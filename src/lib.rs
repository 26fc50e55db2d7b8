pub mod cli;
pub mod config;
pub mod credentials;
pub mod data;
pub mod error;
pub mod ui;
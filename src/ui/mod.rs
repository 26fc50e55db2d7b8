pub mod chart;

pub use chart::{Cell, Chart, Grid, PriceScale};
/// Layout constants for the candlestick chart. The binary renders with
/// `ChartConfig::default()`.
#[derive(Debug, Clone, PartialEq, Eq)]
pub struct ChartConfig {
    /// Rows used for the price axis, independent of the real terminal height.
    pub height: usize,
    /// Columns per bar: one glyph plus spacing.
    pub stride: usize,
    /// Columns reserved for margins.
    pub padding: usize,
    /// Width assumed when the terminal size cannot be queried.
    pub default_width: usize,
}

impl Default for ChartConfig {
    fn default() -> Self {
        Self {
            height: 20,
            stride: 2,
            padding: 4,
            default_width: 80,
        }
    }
}

impl ChartConfig {
    pub fn sanitized(mut self) -> Self {
        self.height = self.height.clamp(1, 200);
        self.stride = self.stride.max(1);
        if self.default_width == 0 {
            self.default_width = ChartConfig::default().default_width;
        }
        self
    }
}
/// One trading day's quote. `date` is the provider's ISO label and only needs
/// to sort chronologically.
#[derive(Debug, Clone, PartialEq)]
pub struct Bar {
    pub date: String,
    pub open: f64,
    pub high: f64,
    pub low: f64,
    pub close: f64,
}

impl Bar {
    pub fn new(date: impl Into<String>, open: f64, high: f64, low: f64, close: f64) -> Self {
        Self {
            date: date.into(),
            open,
            high,
            low,
            close,
        }
    }

    /// Doji bars (close == open) count as bullish.
    pub fn is_bullish(&self) -> bool {
        self.close >= self.open
    }
}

• [Your assignment] The line containing "self.height = self.height.clamp(1, 200);" marks the end: copy exactly every line from the top of the data above down to it, that line included.

• [Response area]
filename src/lib.rs
repository 26fc50e55db2d7b8
pub mod cli;
pub mod config;
pub mod credentials;
pub mod data;
pub mod error;
pub mod ui;
filename src/ui/mod.rs
repository 26fc50e55db2d7b8
pub mod chart;

pub use chart::{Cell, Chart, Grid, PriceScale};
/// Layout constants for the candlestick chart. The binary renders with
/// `ChartConfig::default()`.
#[derive(Debug, Clone, PartialEq, Eq)]
pub struct ChartConfig {
    /// Rows used for the price axis, independent of the real terminal height.
    pub height: usize,
    /// Columns per bar: one glyph plus spacing.
    pub stride: usize,
    /// Columns reserved for margins.
    pub padding: usize,
    /// Width assumed when the terminal size cannot be queried.
    pub default_width: usize,
}

impl Default for ChartConfig {
    fn default() -> Self {
        Self {
            height: 20,
            stride: 2,
            padding: 4,
            default_width: 80,
        }
    }
}

impl ChartConfig {
    pub fn sanitized(mut self) -> Self {
        self.height = self.height.clamp(1, 200);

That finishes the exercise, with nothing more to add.